*Exercise instructions:*
Line filter on the word "String": copy each matching line from the entries.

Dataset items
*** Block opens ***

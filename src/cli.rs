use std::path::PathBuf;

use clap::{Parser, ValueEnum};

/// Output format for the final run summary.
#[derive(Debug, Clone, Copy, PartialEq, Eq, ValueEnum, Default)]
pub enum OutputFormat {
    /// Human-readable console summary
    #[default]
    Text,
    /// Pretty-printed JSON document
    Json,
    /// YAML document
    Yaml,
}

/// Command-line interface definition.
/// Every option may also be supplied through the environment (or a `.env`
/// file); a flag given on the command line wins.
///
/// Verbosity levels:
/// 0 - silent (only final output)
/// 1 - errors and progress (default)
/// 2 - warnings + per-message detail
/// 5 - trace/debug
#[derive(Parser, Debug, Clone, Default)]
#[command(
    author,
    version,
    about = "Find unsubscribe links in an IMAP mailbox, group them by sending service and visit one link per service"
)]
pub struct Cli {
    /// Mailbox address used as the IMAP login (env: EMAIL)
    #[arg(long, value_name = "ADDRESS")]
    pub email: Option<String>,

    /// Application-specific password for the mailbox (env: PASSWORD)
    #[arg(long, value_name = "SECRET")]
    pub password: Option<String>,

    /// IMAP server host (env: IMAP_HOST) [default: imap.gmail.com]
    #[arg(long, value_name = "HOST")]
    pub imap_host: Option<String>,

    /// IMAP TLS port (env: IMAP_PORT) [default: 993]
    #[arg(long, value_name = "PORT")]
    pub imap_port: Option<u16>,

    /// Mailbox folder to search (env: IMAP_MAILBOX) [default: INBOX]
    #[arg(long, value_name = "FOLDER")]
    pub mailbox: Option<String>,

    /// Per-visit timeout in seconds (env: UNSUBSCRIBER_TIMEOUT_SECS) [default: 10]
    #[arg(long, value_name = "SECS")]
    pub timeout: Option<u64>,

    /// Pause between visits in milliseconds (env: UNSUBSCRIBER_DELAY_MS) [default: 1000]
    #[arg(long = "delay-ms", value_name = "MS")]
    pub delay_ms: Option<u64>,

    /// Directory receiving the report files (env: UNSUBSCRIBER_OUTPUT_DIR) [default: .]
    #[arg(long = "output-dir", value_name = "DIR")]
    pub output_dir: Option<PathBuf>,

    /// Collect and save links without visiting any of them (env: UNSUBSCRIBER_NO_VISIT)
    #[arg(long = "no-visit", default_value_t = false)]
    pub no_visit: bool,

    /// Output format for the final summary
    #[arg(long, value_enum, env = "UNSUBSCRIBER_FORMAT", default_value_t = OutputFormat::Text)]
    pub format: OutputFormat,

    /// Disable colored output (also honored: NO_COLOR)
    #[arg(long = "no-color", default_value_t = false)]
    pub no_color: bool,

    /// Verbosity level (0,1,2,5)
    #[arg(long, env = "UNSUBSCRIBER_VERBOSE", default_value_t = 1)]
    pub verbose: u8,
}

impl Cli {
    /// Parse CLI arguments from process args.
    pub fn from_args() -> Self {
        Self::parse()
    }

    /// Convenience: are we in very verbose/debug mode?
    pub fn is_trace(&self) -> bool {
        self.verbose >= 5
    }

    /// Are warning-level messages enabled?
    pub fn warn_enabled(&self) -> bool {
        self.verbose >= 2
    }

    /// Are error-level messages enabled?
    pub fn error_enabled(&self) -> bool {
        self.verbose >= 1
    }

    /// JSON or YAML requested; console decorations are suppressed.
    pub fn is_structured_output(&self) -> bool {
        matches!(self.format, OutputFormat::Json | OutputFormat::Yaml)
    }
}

*** Block closes ***

*Answer to this exercise:*
    pub email: Option<String>,
    pub password: Option<String>,
    pub imap_host: Option<String>,
    pub mailbox: Option<String>,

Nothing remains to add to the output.